Top of DATA
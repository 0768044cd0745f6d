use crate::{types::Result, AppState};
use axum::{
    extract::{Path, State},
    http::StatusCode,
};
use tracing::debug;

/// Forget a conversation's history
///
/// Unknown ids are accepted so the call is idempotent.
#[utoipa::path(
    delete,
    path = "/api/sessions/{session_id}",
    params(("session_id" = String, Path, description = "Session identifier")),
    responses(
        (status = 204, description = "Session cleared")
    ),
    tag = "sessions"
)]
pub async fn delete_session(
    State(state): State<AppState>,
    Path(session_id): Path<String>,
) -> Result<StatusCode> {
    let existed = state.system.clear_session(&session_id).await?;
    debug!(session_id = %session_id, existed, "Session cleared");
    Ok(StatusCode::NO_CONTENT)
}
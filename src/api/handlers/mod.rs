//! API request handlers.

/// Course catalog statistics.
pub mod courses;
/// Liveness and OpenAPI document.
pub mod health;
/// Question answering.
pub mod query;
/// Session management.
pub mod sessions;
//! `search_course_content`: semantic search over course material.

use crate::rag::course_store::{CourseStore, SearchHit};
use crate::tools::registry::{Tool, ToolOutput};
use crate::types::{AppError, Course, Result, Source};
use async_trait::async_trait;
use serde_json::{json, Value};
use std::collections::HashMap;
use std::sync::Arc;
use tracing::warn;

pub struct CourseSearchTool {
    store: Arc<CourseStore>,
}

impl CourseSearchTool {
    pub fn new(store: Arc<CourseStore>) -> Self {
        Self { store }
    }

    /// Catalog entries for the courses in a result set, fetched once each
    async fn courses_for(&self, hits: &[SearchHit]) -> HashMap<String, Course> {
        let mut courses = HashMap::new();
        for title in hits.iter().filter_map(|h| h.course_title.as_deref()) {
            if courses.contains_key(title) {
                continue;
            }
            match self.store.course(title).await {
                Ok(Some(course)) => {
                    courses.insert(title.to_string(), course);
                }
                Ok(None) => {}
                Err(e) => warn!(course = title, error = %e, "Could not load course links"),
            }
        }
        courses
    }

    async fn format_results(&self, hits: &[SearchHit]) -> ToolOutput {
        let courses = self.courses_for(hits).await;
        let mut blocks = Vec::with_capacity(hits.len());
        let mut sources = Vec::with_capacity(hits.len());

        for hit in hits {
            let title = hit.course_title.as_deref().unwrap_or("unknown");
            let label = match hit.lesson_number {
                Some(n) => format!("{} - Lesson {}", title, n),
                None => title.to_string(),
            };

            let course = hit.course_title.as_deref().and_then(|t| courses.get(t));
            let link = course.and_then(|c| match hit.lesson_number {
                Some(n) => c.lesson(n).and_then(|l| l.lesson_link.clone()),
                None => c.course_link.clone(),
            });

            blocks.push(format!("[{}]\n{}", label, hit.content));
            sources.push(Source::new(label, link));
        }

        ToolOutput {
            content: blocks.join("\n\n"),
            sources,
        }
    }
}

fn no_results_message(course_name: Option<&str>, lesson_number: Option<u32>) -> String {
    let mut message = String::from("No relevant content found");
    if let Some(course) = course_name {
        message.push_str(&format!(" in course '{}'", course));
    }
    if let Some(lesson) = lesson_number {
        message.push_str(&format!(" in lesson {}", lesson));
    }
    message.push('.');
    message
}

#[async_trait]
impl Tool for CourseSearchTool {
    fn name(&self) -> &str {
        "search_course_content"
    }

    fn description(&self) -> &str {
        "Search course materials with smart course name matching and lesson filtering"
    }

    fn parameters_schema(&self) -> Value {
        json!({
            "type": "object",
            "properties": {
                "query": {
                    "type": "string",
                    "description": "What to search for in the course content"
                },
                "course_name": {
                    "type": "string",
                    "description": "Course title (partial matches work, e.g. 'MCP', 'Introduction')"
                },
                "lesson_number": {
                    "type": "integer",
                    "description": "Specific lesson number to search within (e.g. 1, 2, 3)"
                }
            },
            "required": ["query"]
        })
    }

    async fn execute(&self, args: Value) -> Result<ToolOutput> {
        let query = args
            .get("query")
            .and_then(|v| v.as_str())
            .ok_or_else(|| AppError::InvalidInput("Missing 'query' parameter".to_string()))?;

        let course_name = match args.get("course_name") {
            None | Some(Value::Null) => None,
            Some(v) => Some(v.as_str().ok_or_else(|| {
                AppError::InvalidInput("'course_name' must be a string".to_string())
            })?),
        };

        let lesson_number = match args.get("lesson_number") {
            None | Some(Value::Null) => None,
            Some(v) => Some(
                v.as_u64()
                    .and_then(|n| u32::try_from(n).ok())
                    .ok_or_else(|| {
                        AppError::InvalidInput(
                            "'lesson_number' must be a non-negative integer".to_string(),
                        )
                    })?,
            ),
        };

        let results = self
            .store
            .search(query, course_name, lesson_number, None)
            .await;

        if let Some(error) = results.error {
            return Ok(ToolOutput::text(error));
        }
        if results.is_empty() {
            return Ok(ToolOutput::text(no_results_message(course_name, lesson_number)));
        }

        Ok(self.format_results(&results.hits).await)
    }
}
Bottom of DATA
▶ **TASK DESCRIPTION**
Every line above with the string "await" in it needs to be copied.

▶ **ANSWER**
    let existed = state.system.clear_session(&session_id).await?;
            match self.store.course(title).await {
        let courses = self.courses_for(hits).await;
            .await;
        Ok(self.format_results(&results.hits).await)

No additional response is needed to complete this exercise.